### [WHAT TO WORK ON]
Count every line below that holds "AppState". The answer is the number alone.

Collected data entries
####
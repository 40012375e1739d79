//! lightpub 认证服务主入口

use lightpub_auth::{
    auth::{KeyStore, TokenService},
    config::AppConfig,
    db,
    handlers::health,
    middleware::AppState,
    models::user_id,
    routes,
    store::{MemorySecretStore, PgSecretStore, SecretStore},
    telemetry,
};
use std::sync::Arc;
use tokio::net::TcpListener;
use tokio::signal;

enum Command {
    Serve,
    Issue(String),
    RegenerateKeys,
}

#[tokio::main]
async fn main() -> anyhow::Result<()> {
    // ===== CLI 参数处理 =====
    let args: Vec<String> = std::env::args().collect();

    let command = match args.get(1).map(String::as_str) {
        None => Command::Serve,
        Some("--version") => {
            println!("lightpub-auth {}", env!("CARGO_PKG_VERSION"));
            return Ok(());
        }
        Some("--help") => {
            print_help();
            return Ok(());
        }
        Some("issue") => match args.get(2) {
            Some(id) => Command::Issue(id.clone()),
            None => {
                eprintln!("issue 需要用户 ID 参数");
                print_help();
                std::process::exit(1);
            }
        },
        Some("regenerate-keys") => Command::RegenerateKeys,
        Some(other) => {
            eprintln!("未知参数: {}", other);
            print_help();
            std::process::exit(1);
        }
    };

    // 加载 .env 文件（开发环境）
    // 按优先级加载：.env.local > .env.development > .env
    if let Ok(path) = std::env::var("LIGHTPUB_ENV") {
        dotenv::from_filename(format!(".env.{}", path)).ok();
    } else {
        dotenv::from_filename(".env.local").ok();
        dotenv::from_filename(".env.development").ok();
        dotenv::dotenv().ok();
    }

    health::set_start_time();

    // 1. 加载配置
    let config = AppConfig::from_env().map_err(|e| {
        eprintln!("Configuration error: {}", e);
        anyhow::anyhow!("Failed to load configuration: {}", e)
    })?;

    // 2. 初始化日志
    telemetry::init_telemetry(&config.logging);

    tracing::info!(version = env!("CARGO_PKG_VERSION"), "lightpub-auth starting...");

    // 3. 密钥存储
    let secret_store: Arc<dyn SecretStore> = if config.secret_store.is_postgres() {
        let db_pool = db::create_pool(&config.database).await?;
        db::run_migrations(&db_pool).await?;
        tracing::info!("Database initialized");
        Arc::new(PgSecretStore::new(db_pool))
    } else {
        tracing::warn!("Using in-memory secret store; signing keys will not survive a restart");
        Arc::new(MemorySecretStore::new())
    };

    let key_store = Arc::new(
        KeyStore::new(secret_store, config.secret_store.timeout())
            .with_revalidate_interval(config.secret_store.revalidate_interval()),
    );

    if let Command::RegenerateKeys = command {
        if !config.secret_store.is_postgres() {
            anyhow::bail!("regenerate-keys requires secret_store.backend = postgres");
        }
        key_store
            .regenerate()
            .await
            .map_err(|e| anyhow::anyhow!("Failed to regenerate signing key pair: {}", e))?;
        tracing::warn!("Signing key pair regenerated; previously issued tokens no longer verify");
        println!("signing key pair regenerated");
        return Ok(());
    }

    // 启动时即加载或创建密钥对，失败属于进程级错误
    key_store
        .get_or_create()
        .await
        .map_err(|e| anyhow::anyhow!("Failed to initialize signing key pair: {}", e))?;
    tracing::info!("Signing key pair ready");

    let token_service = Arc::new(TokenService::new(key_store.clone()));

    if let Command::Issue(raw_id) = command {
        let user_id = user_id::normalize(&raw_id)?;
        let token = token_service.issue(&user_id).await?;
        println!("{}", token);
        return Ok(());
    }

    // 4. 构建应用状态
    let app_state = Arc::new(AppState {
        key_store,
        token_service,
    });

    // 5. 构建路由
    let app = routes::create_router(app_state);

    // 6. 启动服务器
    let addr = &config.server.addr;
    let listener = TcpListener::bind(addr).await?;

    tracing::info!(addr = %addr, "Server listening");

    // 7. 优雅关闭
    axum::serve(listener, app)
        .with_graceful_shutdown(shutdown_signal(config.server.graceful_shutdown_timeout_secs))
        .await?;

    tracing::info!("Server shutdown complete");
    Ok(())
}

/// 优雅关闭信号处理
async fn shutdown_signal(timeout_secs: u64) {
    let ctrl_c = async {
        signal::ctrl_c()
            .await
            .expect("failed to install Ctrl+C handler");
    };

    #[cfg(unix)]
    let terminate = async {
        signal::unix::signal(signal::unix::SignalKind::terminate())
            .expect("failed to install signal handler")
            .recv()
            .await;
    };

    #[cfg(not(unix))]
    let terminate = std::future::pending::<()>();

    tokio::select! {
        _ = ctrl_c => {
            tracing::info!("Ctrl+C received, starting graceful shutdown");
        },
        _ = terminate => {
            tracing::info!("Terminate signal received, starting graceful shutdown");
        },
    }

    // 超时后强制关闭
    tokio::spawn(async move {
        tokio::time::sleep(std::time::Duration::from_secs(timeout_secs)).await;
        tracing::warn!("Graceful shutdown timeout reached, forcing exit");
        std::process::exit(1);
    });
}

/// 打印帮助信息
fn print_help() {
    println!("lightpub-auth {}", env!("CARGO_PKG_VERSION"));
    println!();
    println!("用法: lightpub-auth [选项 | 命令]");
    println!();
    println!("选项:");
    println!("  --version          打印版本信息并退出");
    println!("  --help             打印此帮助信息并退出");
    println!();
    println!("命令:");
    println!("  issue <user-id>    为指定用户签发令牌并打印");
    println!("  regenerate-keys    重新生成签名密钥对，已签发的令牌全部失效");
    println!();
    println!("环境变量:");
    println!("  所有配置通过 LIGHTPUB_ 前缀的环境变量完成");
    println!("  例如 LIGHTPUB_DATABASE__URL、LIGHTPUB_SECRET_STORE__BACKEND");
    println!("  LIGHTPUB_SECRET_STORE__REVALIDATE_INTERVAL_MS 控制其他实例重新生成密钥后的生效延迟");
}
####
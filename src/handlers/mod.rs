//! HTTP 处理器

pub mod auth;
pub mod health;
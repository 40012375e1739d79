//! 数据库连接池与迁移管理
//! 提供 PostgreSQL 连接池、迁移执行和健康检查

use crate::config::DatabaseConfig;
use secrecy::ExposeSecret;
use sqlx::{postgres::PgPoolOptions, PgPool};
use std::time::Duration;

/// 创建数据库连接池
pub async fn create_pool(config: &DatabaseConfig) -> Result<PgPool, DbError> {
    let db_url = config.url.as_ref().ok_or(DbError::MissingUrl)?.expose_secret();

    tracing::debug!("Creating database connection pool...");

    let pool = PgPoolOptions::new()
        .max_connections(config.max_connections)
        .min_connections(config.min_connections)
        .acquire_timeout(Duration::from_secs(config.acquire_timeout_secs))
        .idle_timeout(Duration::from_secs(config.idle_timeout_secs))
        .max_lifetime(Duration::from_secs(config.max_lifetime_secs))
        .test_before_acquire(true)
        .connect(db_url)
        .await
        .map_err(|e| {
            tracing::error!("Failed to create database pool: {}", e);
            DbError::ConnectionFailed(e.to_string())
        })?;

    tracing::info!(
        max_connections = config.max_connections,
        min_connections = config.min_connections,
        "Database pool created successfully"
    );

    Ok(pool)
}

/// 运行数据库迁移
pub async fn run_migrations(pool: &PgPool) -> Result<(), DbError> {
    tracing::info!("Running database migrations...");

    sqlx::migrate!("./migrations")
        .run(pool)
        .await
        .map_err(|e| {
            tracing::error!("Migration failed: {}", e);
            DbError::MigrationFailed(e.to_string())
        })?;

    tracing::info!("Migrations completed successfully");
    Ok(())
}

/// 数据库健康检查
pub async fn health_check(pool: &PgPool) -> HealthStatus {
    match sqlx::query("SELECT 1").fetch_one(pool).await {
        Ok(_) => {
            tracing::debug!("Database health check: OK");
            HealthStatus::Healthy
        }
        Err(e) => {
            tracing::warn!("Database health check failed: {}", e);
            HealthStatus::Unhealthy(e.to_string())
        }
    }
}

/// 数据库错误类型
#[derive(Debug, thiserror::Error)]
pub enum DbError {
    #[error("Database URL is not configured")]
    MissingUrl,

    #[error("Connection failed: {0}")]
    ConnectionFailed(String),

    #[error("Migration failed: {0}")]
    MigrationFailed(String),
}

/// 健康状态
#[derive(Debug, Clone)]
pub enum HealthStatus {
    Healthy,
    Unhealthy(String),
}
####
### [FINAL ANSWER]
2